▸ DATA RECORDS
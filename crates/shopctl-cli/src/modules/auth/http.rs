use shopctl_core::api::auth::{ApiErrorBody, LoginRequest, LoginResponse};
use tracing::debug;

/// Exchanges email/password for a session at the backend.
///
/// Every failure path returns before any session state is touched; the
/// caller mutates the store only on success. Rejected logins surface the
/// server's `msg` field when the body carries one, a generic message
/// otherwise.
pub(crate) async fn login(
    client: &reqwest::Client,
    addr: &str,
    email: String,
    password: String,
) -> anyhow::Result<LoginResponse> {
    let url = format!("{}/auth/login", addr.trim_end_matches('/'));
    let payload = LoginRequest { email, password };
    let response = match client.post(url).json(&payload).send().await {
        Ok(response) => response,
        Err(err) => {
            debug!("login transport failure: {err}");
            anyhow::bail!("Network error or unknown failure");
        }
    };
    if !response.status().is_success() {
        let status = response.status();
        let body = response.text().await.unwrap_or_default();
        let message = serde_json::from_str::<ApiErrorBody>(&body)
            .ok()
            .and_then(|body| body.msg)
            .unwrap_or_else(|| "API request failed".to_string());
        debug!(status = %status, "login rejected");
        anyhow::bail!(message);
    }
    Ok(response.json::<LoginResponse>().await?)
}
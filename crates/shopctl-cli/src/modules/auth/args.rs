use clap::{Args, Subcommand};

#[derive(Args)]
pub struct LoginArgs {
    #[command(subcommand)]
    pub command: Option<LoginCommand>,
}

#[derive(Subcommand)]
pub enum LoginCommand {
    #[command(about = "Exchange email and password for a session")]
    Credentials(LoginCredentialsArgs),
    #[command(about = "Complete an external-provider sign-in")]
    External(LoginExternalArgs),
}

#[derive(Args)]
pub struct LoginCredentialsArgs {
    #[arg(long)]
    pub email: String,
    #[arg(long)]
    pub password: Option<String>,
}

#[derive(Args)]
pub struct LoginExternalArgs {
    #[arg(long, help = "Callback URL delivered by the provider redirect")]
    pub callback_url: Option<String>,
}
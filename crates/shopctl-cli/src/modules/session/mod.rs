mod guard;
mod store;

pub(crate) use guard::{guard, Verdict};
pub(crate) use store::SessionStore;
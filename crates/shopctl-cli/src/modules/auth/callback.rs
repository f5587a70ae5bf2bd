//! One-shot import of an external-provider redirect.
//!
//! The provider authenticates out-of-band and delivers the outcome as
//! query parameters on a callback URL. The importer feeds that outcome
//! into the session store exactly once, then routes, even when the same
//! callback is observed repeatedly.

use std::collections::HashMap;

use shopctl_core::Identity;
use tracing::debug;

use crate::modules::session::SessionStore;

/// Where the importer routes after an observation.
#[derive(Debug, Clone, Copy, PartialEq, Eq)]
pub(crate) enum Target {
    Dashboard,
    LoginError,
}

/// The routing seam. The CLI turns targets into messages and exit
/// status; tests substitute a recorder.
pub(crate) trait Navigator {
    fn navigate(&mut self, target: Target);
}

#[derive(Debug, Clone, Copy, PartialEq, Eq)]
enum ImportState {
    Idle,
    Processing,
}

pub(crate) struct RedirectImporter {
    state: ImportState,
}

impl RedirectImporter {
    pub(crate) fn new() -> Self {
        Self {
            state: ImportState::Idle,
        }
    }

    /// Observes the callback query string.
    ///
    /// The first observation transitions to `Processing`, performs at
    /// most one session mutation and exactly one navigation; every later
    /// observation returns without doing anything. The state is marked
    /// before the mutation and the navigation, so a re-entrant
    /// observation triggered by the mutation itself sees `Processing`.
    ///
    /// Missing and malformed parameters collapse into one failure class:
    /// no session mutation, navigation to the login-error target.
    pub(crate) fn observe(
        &mut self,
        query: &str,
        store: &mut SessionStore,
        navigator: &mut dyn Navigator,
    ) -> anyhow::Result<()> {
        if self.state == ImportState::Processing {
            return Ok(());
        }
        self.state = ImportState::Processing;

        match parse_redirect(query) {
            Some((identity, token)) => {
                store.set_session(identity, token)?;
                debug!("redirect import complete");
                navigator.navigate(Target::Dashboard);
            }
            None => {
                debug!("redirect parameters incomplete");
                navigator.navigate(Target::LoginError);
            }
        }
        Ok(())
    }
}

/// Parses the five redirect parameters without decoding, then applies
/// the decoding rule: `name` and `email` are percent-decoded, `token`,
/// `id` and `role` are used verbatim.
fn parse_redirect(query: &str) -> Option<(Identity, String)> {
    let raw = raw_params(query);
    let token = raw.get("token")?;
    let id = raw.get("id")?;
    let email = raw.get("email")?;
    let name = raw.get("name")?;
    let role = raw.get("role")?;

    let name = urlencoding::decode(name).ok()?;
    let email = urlencoding::decode(email).ok()?;

    let identity = Identity {
        id: id.clone(),
        name: name.into_owned(),
        email: email.into_owned(),
        role: role.clone(),
    };
    Some((identity, token.clone()))
}

fn raw_params(query: &str) -> HashMap<String, String> {
    query
        .trim_start_matches('?')
        .split('&')
        .filter_map(|pair| {
            let (key, value) = pair.split_once('=')?;
            if value.is_empty() {
                return None;
            }
            Some((key.to_string(), value.to_string()))
        })
        .collect()
}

▸ DIRECTIONS FOR THIS TASK
Copy each line of the records containing the string "Dashboard".

▸ SOLVED PROBLEM
    Dashboard,
                navigator.navigate(Target::Dashboard);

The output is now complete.